Here, Achilles the Destroyer is the dog of war, a symbol of progress rushing relentlessly onward, but ultimately doomed.



FOOTNOTES:

[A] Looking upward to God was very famously reinforced by Donne in the Holy Sonnets "Thou Hast Made Me, And Shall Thy Work Decay": "I dare not move my dim eyes any way, / Despair behind, and death before doth cast / Such terror, and my feebled flesh doth waste / By sin in it, which it towards hell doth weigh. / Only thou art above, and when towards thee / By thy leave I can look, I rise again;" Eliot wrote a book on The Varieties of Metaphysical Poetry which discusses Dante and Donne. I don't know if the title is intentionally a reference to William James' earlier and highly influential The Varieties of Religious Experience, but it seems not unlikely.

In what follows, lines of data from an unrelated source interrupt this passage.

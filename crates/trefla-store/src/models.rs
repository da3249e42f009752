//! Domain model structs persisted in the database.
//!
//! Every struct derives `Serialize` so it can be handed directly to the HTTP
//! and real-time layers.

use chrono::{DateTime, Utc};
use serde::{Deserialize, Serialize};
use uuid::Uuid;

use trefla_shared::chain::MessageSnapshot;
use trefla_shared::permission::{AdminGrant, AdminRole, PermissionSet};
use trefla_shared::protocol::{NotificationPayload, UserSummary};
use trefla_shared::types::{
    AdminNotificationId, AdminNotificationType, CardStatus, ChatId, MessageId, NotificationId,
    NotificationType, UserId,
};

pub use trefla_shared::chat::{ActiveSlots, Chat};

// ---------------------------------------------------------------------------
// User
// ---------------------------------------------------------------------------

#[derive(Debug, Clone, Serialize, Deserialize, PartialEq, Eq)]
pub struct User {
    pub id: UserId,
    pub user_name: String,
    pub email: String,
    /// Claimed card number, empty when the user has no claim.
    pub card_number: String,
    pub card_img_url: String,
    pub card_verified: CardStatus,
    /// Unread notification counter.
    pub noti_num: u32,
    /// Live session handle, `None` when not connected.
    pub socket_id: Option<Uuid>,
    #[serde(default, skip_serializing)]
    pub device_token: String,
    pub created_at: DateTime<Utc>,
    pub updated_at: DateTime<Utc>,
}

impl User {
    pub fn has_card_info(&self) -> bool {
        !self.card_number.is_empty() || !self.card_img_url.is_empty()
    }

    /// Drop the card claim entirely; the user has to submit again.
    pub fn clear_card_claim(&mut self) {
        self.card_number.clear();
        self.card_img_url.clear();
        self.card_verified = CardStatus::Unverified;
    }

    pub fn summary(&self) -> UserSummary {
        UserSummary {
            id: self.id,
            user_name: self.user_name.clone(),
            card_number: self.card_number.clone(),
            card_verified: self.card_verified,
        }
    }
}

// ---------------------------------------------------------------------------
// Message
// ---------------------------------------------------------------------------

#[derive(Debug, Clone, Serialize, Deserialize, PartialEq, Eq)]
pub struct Message {
    pub id: MessageId,
    pub chat_id: ChatId,
    pub sender_id: UserId,
    /// `UserId(0)` while the card of a card chat has no holder.
    pub receiver_id: UserId,
    pub message: String,
    pub created_at: DateTime<Utc>,
}

impl Message {
    pub fn snapshot(&self) -> MessageSnapshot {
        MessageSnapshot {
            message_id: self.id,
            sender_id: self.sender_id,
            text: self.message.clone(),
            sent_at: self.created_at,
        }
    }
}

// ---------------------------------------------------------------------------
// Notification
// ---------------------------------------------------------------------------

/// A stored notification.  Immutable once created.
#[derive(Debug, Clone, Serialize, Deserialize, PartialEq, Eq)]
pub struct Notification {
    pub id: NotificationId,
    pub sender_id: UserId,
    pub receiver_id: UserId,
    #[serde(rename = "type")]
    pub kind: NotificationType,
    /// Card number the notification is about, if any.
    pub optional_val: String,
    pub text: String,
    pub time: DateTime<Utc>,
}

impl Notification {
    pub fn payload(&self, noti_num: u32) -> NotificationPayload {
        NotificationPayload {
            id: self.id,
            sender_id: self.sender_id,
            kind: self.kind,
            optional_val: self.optional_val.clone(),
            text: self.text.clone(),
            time: self.time,
            noti_num,
        }
    }
}

/// Insert form of [`Notification`].
#[derive(Debug, Clone, PartialEq, Eq)]
pub struct NewNotification {
    pub sender_id: UserId,
    pub receiver_id: UserId,
    pub kind: NotificationType,
    pub optional_val: String,
    pub text: String,
}

impl NewNotification {
    /// A notification raised by the system about `card_number`.
    pub fn system(receiver_id: UserId, kind: NotificationType, card_number: &str) -> Self {
        Self {
            sender_id: UserId::SYSTEM,
            receiver_id,
            kind,
            optional_val: card_number.to_string(),
            text: String::new(),
        }
    }

    pub fn from_user(mut self, sender_id: UserId) -> Self {
        self.sender_id = sender_id;
        self
    }

    pub fn with_text(mut self, text: impl Into<String>) -> Self {
        self.text = text.into();
        self
    }
}

// ---------------------------------------------------------------------------
// Back-office
// ---------------------------------------------------------------------------

/// A back-office work item.
#[derive(Debug, Clone, Serialize, Deserialize, PartialEq)]
pub struct AdminNotification {
    pub id: AdminNotificationId,
    #[serde(rename = "type")]
    pub kind: AdminNotificationType,
    pub payload: serde_json::Value,
    pub created_at: DateTime<Utc>,
}

#[derive(Debug, Clone, Serialize, Deserialize, PartialEq, Eq)]
pub struct Admin {
    pub id: i64,
    pub user_name: String,
    pub role: AdminRole,
    pub permissions: PermissionSet,
    pub created_at: DateTime<Utc>,
}

impl Admin {
    pub fn grant(&self) -> AdminGrant {
        AdminGrant {
            role: self.role,
            permissions: self.permissions,
        }
    }
}
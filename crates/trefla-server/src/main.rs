//! # trefla-server
//!
//! Card verification and chat ownership server for Trefla.
//!
//! This binary provides:
//! - **Card ownership engine**: admin verify / reject / unverify and
//!   holder-to-holder card transfers, with card chats relinked to the
//!   current verified holder
//! - **REST API** (axum) for users and the back office
//! - **Real-time channel** over WebSocket for notifications and chat list
//!   updates
//! - **Device pushes** through an FCM-style HTTP gateway

mod api;
mod config;
mod effects;
mod engine;
mod error;
mod locks;
mod push;
mod relink;
mod sessions;
mod ws;

use std::sync::{Arc, Mutex};
use std::time::Duration;

use tracing::{debug, info, warn};
use tracing_subscriber::EnvFilter;

use trefla_store::Database;

use crate::api::AppState;
use crate::config::ServerConfig;
use crate::engine::CardOwnership;
use crate::push::{HttpPush, LogPush, PushSender};
use crate::sessions::SessionRegistry;

#[tokio::main]
async fn main() -> anyhow::Result<()> {
    // -----------------------------------------------------------------------
    // 1. Initialize tracing (respects RUST_LOG env var)
    // -----------------------------------------------------------------------
    tracing_subscriber::fmt()
        .with_env_filter(
            EnvFilter::try_from_default_env()
                .unwrap_or_else(|_| EnvFilter::new("info,trefla_server=debug")),
        )
        .init();

    info!("Starting Trefla server v{}", env!("CARGO_PKG_VERSION"));

    // -----------------------------------------------------------------------
    // 2. Load configuration
    // -----------------------------------------------------------------------
    let config = ServerConfig::from_env();
    info!(
        instance = %config.instance_name,
        database = %config.database_path.display(),
        admin_enabled = config.admin_token.is_some(),
        push_enabled = config.push_enabled(),
        "Loaded configuration"
    );

    // -----------------------------------------------------------------------
    // 3. Initialize subsystems
    // -----------------------------------------------------------------------
    let db = Database::open_at(&config.database_path)?;

    let push: Arc<dyn PushSender> = match &config.push_endpoint {
        Some(endpoint) => Arc::new(HttpPush::new(
            endpoint.clone(),
            config.push_server_key.clone(),
            config.push_timeout,
        )?),
        None => {
            warn!("PUSH_ENDPOINT not set, device pushes will only be logged");
            Arc::new(LogPush)
        }
    };

    let sessions = SessionRegistry::new(config.session_buffer);
    let engine = CardOwnership::new(Arc::new(Mutex::new(db)), sessions, push);

    let http_addr = config.http_addr;
    let app_state = AppState {
        engine: engine.clone(),
        config: Arc::new(config),
    };

    // -----------------------------------------------------------------------
    // 4. Spawn background tasks
    // -----------------------------------------------------------------------

    // Idle card lock cleanup (every 10 minutes)
    let locks = engine.locks().clone();
    tokio::spawn(async move {
        let mut interval = tokio::time::interval(Duration::from_secs(600));
        loop {
            interval.tick().await;
            let purged = locks.purge_idle().await;
            if purged > 0 {
                let remaining = locks.len().await;
                debug!(purged, remaining, "Purged idle card locks");
            }
        }
    });

    // -----------------------------------------------------------------------
    // 5. Run the HTTP API server (blocks until shutdown)
    // -----------------------------------------------------------------------
    tokio::select! {
        result = api::serve(app_state, http_addr) => {
            if let Err(e) = result {
                tracing::error!(error = %e, "HTTP server failed");
                return Err(e);
            }
        }
        _ = tokio::signal::ctrl_c() => {
            info!("Received Ctrl+C, shutting down");
        }
    }

    Ok(())
}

[B] "And Jesus went into the temple of God, and cast out all them that sold and bought in the temple, and overthrew the tables of the moneychangers, and the seats of them that sold doves, And said unto them, It is written, My house shall be called the house of prayer; but ye have made it a den of thieves."  Matthew 21:12–13

[C] The linked image depicts a vintage Mallory Stetson derby bowler hat. I personally like to think that Eliot, who was originally American, and would have certainly been aware of the gunslingers mythos of the Old West, was using that term to give a sort of frontier feel. Modern financialism, and financialism in general, has always been, in part, about "pushing the envelope". (Successfully pushing the envelop includes management of risk.)

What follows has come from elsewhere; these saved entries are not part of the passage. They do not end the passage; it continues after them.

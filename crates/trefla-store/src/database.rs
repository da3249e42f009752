//! Database connection management.
//!
//! The [`Database`] struct owns a [`rusqlite::Connection`] and guarantees that
//! migrations are run before any other operation.

use std::path::{Path, PathBuf};

use rusqlite::Connection;

use crate::error::{Result, StoreError};
use crate::migrations;

/// Wrapper around a [`rusqlite::Connection`].
pub struct Database {
    conn: Connection,
}

impl Database {
    /// Open (or create) a database at an explicit path.
    ///
    /// Parent directories are created if missing.
    pub fn open_at(path: &Path) -> Result<Self> {
        if let Some(parent) = path.parent() {
            if !parent.as_os_str().is_empty() {
                std::fs::create_dir_all(parent)?;
            }
        }

        tracing::info!(path = %path.display(), "opening database");

        let conn = Connection::open(path)?;
        conn.pragma_update(None, "journal_mode", "WAL")?;
        Self::prepare(conn)
    }

    /// Open a private in-memory database.  Used by tests and tooling.
    pub fn open_in_memory() -> Result<Self> {
        Self::prepare(Connection::open_in_memory()?)
    }

    fn prepare(conn: Connection) -> Result<Self> {
        conn.pragma_update(None, "foreign_keys", "ON")?;
        migrations::run_migrations(&conn)?;
        Ok(Self { conn })
    }

    /// Return a reference to the underlying `rusqlite::Connection`.
    ///
    /// Callers should prefer the typed CRUD helpers.
    pub fn conn(&self) -> &Connection {
        &self.conn
    }

    /// Run `f` inside one transaction.  Commits when `f` returns `Ok`, rolls
    /// back otherwise.
    ///
    /// Every typed helper goes through the same connection, so any helper
    /// called from `f` takes part in the transaction.
    pub fn in_transaction<T, E, F>(&self, f: F) -> std::result::Result<T, E>
    where
        F: FnOnce(&Self) -> std::result::Result<T, E>,
        E: From<StoreError>,
    {
        let tx = self
            .conn
            .unchecked_transaction()
            .map_err(StoreError::from)?;
        let value = f(self)?;
        tx.commit().map_err(StoreError::from)?;
        Ok(value)
    }

    /// Return the filesystem path of the open database (if any).
    pub fn path(&self) -> Option<PathBuf> {
        self.conn.path().map(PathBuf::from)
    }
}

#[cfg(test)]
mod tests {
    use super::*;

    #[test]
    fn open_round_trip() {
        let dir = tempfile::tempdir().unwrap();
        let path = dir.path().join("nested").join("test.db");

        let db = Database::open_at(&path).expect("should open");
        assert!(db.path().is_some());
        assert!(path.exists());
    }

    #[test]
    fn failed_transaction_rolls_back() {
        let db = Database::open_in_memory().unwrap();

        let result: std::result::Result<(), StoreError> = db.in_transaction(|db| {
            db.create_user("ghost", "ghost@example.com")?;
            Err(StoreError::NotFound)
        });

        assert!(result.is_err());
        assert!(db.users_by_ids(&[trefla_shared::types::UserId(1)]).unwrap().is_empty());
    }
}
//! Per-card version counter.
//!
//! Every committed transition of a card's claim state (verify, reject,
//! unverify, transfer) advances the card's version.  A writer reads the
//! version before it starts and advances it with a compare-and-set inside its
//! transaction, so two writers racing on the same card cannot both commit.

use chrono::Utc;
use rusqlite::{params, OptionalExtension};

use trefla_shared::types::UserId;

use crate::database::Database;
use crate::error::{Result, StoreError};

impl Database {
    /// Current version of `card_number`; 0 for a card never touched.
    pub fn card_version(&self, card_number: &str) -> Result<i64> {
        let version = self
            .conn()
            .query_row(
                "SELECT version FROM card_claims WHERE card_number = ?1",
                params![card_number],
                |row| row.get(0),
            )
            .optional()?;
        Ok(version.unwrap_or(0))
    }

    /// Verified holder recorded by the last transition, if any.
    pub fn card_holder(&self, card_number: &str) -> Result<Option<UserId>> {
        let holder: Option<Option<i64>> = self
            .conn()
            .query_row(
                "SELECT holder_id FROM card_claims WHERE card_number = ?1",
                params![card_number],
                |row| row.get(0),
            )
            .optional()?;
        Ok(holder.flatten().map(UserId))
    }

    /// Compare-and-set: bump the version from `expected` to `expected + 1`.
    ///
    /// Fails with [`StoreError::VersionConflict`] when another writer got
    /// there first.
    pub fn advance_card_version(
        &self,
        card_number: &str,
        expected: i64,
        holder: Option<UserId>,
    ) -> Result<i64> {
        let now = Utc::now().to_rfc3339();
        self.conn().execute(
            "INSERT OR IGNORE INTO card_claims (card_number, version, holder_id, updated_at)
             VALUES (?1, 0, NULL, ?2)",
            params![card_number, now],
        )?;
        let affected = self.conn().execute(
            "UPDATE card_claims SET version = version + 1, holder_id = ?1, updated_at = ?2
             WHERE card_number = ?3 AND version = ?4",
            params![holder.map(|h| h.0), now, card_number, expected],
        )?;
        if affected == 0 {
            tracing::debug!(card_number, expected, "card version moved underneath writer");
            return Err(StoreError::VersionConflict {
                card_number: card_number.to_string(),
                expected,
            });
        }
        Ok(expected + 1)
    }
}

[D] Baudelaire uses “mon semblable”, translated as “my fellow” by Google. “Semblable” in English means “counterpart” or “equal”. In contemporary English, semblance is typically used in a pejorative sense, as in “similar in appearance but not in reality”, but the traditional usage is simple “resemblance”.

[E] Achilles "mania" is generally translated, not improperly, as “rage” and “wrath”, but I think in this context, the direct rendering of the greek μῆνιν (mania) is more instructive. Here mania can mean obsession, excessive exuberance, overactivity detrimental to one's health, (Achilles' mania has fatal consequences;)

[F] The dread of having one's body unburied and defiled is related to its shamefulness in an honor culture.

[G] From Euripides' Hecuba:

Polymestor It will soon cease, when ocean's flood—

Hecuba Shall convey me to the shores of Hellas?

Polymestor No, but will close over you when you fall from the masthead.

Hecuba Who will force me to take the leap?

Polymestor Of your own accord you will climb the ship's mast.

Hecuba With wings upon my back, or by what means?

Polymestor You will become a dog with fiery glare.

Hecuba Dead or alive shall I complete my life here?

Polymestor Dead; and to your tomb shall be given a name—

Hecuba Recalling my form, or what will you tell me?

Polymestor “The hapless hound's grave,” a mark for mariners.